C’est l’affaire Grand Port Maritime de Marseille jugée le 12 juillet 2023 (CE, 12 juillet 2023, 469319).
Mais dans l’affaire jugée le 24 novembre 2025, les choses étaient « un peu » différentes.
Un contexte
Ici il ne s’agissait pas d’un caprice de l’assureur, mais d’une démarche punitive répondant à l’absence de paiement de ses primes par l’acheteur.
Ce dernier avait manqué à régler une part de sa prime annuelle pour l’année 2024. L’assureur avait donc procédé selon les formalités prévues par le code des assurances et procédé d’abord à une mise en demeure (sans réponse), puis à une suspension du contrat (sans réaction), et enfin à la résiliation pure et simple face à l’inertie de l’acheteur.

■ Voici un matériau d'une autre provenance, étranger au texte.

//! Durable string key/value storage backing the persisted session.

use std::collections::{BTreeMap, HashMap};
use std::path::{Path, PathBuf};
use std::sync::{Arc, RwLock};

use thiserror::Error;

#[derive(Debug, Error)]
pub enum StoreError {
    #[error("storage io error at {path:?}: {source}")]
    Io {
        path: PathBuf,
        #[source]
        source: std::io::Error,
    },

    #[error("storage encoding error: {0}")]
    Json(#[from] serde_json::Error),

    #[error("storage lock poisoned")]
    Poisoned,

    #[error("failed to resolve OS app data directory")]
    NoDataDir,
}

/// Minimal string key/value store (the shape of browser local storage).
pub trait KeyValueStore: Send + Sync {
    fn get(&self, key: &str) -> Option<String>;
    fn set(&self, key: &str, value: &str) -> Result<(), StoreError>;
    /// Removing an absent key is not an error.
    fn remove(&self, key: &str) -> Result<(), StoreError>;
}

impl<S> KeyValueStore for Arc<S>
where
    S: KeyValueStore + ?Sized,
{
    fn get(&self, key: &str) -> Option<String> {
        (**self).get(key)
    }

    fn set(&self, key: &str, value: &str) -> Result<(), StoreError> {
        (**self).set(key, value)
    }

    fn remove(&self, key: &str) -> Result<(), StoreError> {
        (**self).remove(key)
    }
}

/// In-memory store for tests and ephemeral runs.
#[derive(Debug, Default)]
pub struct InMemoryKeyValueStore {
    inner: RwLock<HashMap<String, String>>,
}

impl InMemoryKeyValueStore {
    pub fn new() -> Self {
        Self::default()
    }

    pub fn len(&self) -> usize {
        self.inner.read().map(|m| m.len()).unwrap_or(0)
    }

    pub fn is_empty(&self) -> bool {
        self.len() == 0
    }
}

impl KeyValueStore for InMemoryKeyValueStore {
    fn get(&self, key: &str) -> Option<String> {
        let map = self.inner.read().ok()?;
        map.get(key).cloned()
    }

    fn set(&self, key: &str, value: &str) -> Result<(), StoreError> {
        let mut map = self.inner.write().map_err(|_| StoreError::Poisoned)?;
        map.insert(key.to_string(), value.to_string());
        Ok(())
    }

    fn remove(&self, key: &str) -> Result<(), StoreError> {
        let mut map = self.inner.write().map_err(|_| StoreError::Poisoned)?;
        map.remove(key);
        Ok(())
    }
}

/// Store persisted as a single JSON object file.
///
/// The whole map is rewritten on every change (write to a sibling temp file,
/// then rename), so a crash never leaves a half-written file behind.
#[derive(Debug)]
pub struct FileKeyValueStore {
    path: PathBuf,
    entries: RwLock<BTreeMap<String, String>>,
}

impl FileKeyValueStore {
    /// Open (or lazily create) the store at `path`.
    ///
    /// An unreadable or malformed file is treated as empty.
    pub fn open(path: impl Into<PathBuf>) -> Self {
        let path = path.into();
        let entries = match std::fs::read(&path) {
            Ok(bytes) => serde_json::from_slice(&bytes).unwrap_or_else(|err| {
                tracing::warn!("ignoring malformed session file {:?}: {err}", path);
                BTreeMap::new()
            }),
            Err(err) if err.kind() == std::io::ErrorKind::NotFound => BTreeMap::new(),
            Err(err) => {
                tracing::warn!("failed to read session file {:?}: {err}", path);
                BTreeMap::new()
            }
        };

        Self {
            path,
            entries: RwLock::new(entries),
        }
    }

    /// `{app_data_dir}/ums/session.json`.
    pub fn default_path() -> Result<PathBuf, StoreError> {
        let base = dirs::data_dir()
            .or_else(|| {
                dirs::home_dir().map(|mut h| {
                    h.push(".local");
                    h.push("share");
                    h
                })
            })
            .ok_or(StoreError::NoDataDir)?;

        let mut path = base;
        path.push("ums");
        path.push("session.json");
        Ok(path)
    }

    pub fn path(&self) -> &Path {
        &self.path
    }

    fn flush(&self, entries: &BTreeMap<String, String>) -> Result<(), StoreError> {
        let io_err = |source| StoreError::Io {
            path: self.path.clone(),
            source,
        };

        if let Some(parent) = self.path.parent() {
            std::fs::create_dir_all(parent).map_err(io_err)?;
        }

        let payload = serde_json::to_vec_pretty(entries)?;
        let tmp = self.path.with_extension("json.tmp");
        std::fs::write(&tmp, payload).map_err(io_err)?;
        std::fs::rename(&tmp, &self.path).map_err(io_err)?;
        Ok(())
    }
}

impl KeyValueStore for FileKeyValueStore {
    fn get(&self, key: &str) -> Option<String> {
        let entries = self.entries.read().ok()?;
        entries.get(key).cloned()
    }

    fn set(&self, key: &str, value: &str) -> Result<(), StoreError> {
        let mut entries = self.entries.write().map_err(|_| StoreError::Poisoned)?;
        entries.insert(key.to_string(), value.to_string());
        self.flush(&entries)
    }

    fn remove(&self, key: &str) -> Result<(), StoreError> {
        let mut entries = self.entries.write().map_err(|_| StoreError::Poisoned)?;
        if entries.remove(key).is_some() {
            self.flush(&entries)?;
        }
        Ok(())
    }
}

#[cfg(test)]
mod tests {
    use super::*;

    fn scratch_path(name: &str) -> PathBuf {
        let mut path = std::env::temp_dir();
        path.push(format!("ums-storage-{}-{name}", uuid::Uuid::now_v7()));
        path.push("session.json");
        path
    }

    #[test]
    fn in_memory_remove_is_idempotent() {
        let store = InMemoryKeyValueStore::new();
        store.set("k", "v").unwrap();
        store.remove("k").unwrap();
        store.remove("k").unwrap();
        assert!(store.is_empty());
    }

    #[test]
    fn file_store_survives_reopen() {
        let path = scratch_path("reopen");
        {
            let store = FileKeyValueStore::open(&path);
            store.set("ums_access_token", "a.b.c").unwrap();
            store.set("ums_refresh_token", "refresh_1").unwrap();
            store.remove("ums_refresh_token").unwrap();
        }

        let reopened = FileKeyValueStore::open(&path);
        assert_eq!(reopened.get("ums_access_token").as_deref(), Some("a.b.c"));
        assert_eq!(reopened.get("ums_refresh_token"), None);

        let _ = std::fs::remove_dir_all(path.parent().unwrap());
    }

    #[test]
    fn malformed_file_opens_empty() {
        let path = scratch_path("malformed");
        std::fs::create_dir_all(path.parent().unwrap()).unwrap();
        std::fs::write(&path, b"{not json").unwrap();

        let store = FileKeyValueStore::open(&path);
        assert_eq!(store.get("ums_user"), None);

        let _ = std::fs::remove_dir_all(path.parent().unwrap());
    }

    #[test]
    fn default_path_ends_in_session_file() {
        if let Ok(path) = FileKeyValueStore::default_path() {
            assert!(path.ends_with("ums/session.json"));
        }
    }
}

C’est là que l’histoire prend une tournure dramatique… Car quelques semaines après la résiliation, en décembre 2024, le cyclone Chido frappait durement l’archipel de Mayotte et occasionnait des dégâts au-delà des mots.
L’acheteur a donc sollicité son assureur qui lui a opposé l’inexistence de sa garantie à cette date, puisque le contrat avait été résilié. Alors, tentant le tout pour le tout, le premier a souhaité invoquer les réserves de la jurisprudence Grand Port Maritime de Marseille. En d’autres termes : il a fait valoir devant le juge qu’il existait un motif d’intérêt général permettant d’ordonner la poursuite de l’exécution – comme si la résiliation n’avait jamais produit ses effets – jusqu’à la passation d’un nouveau marché d’assurances.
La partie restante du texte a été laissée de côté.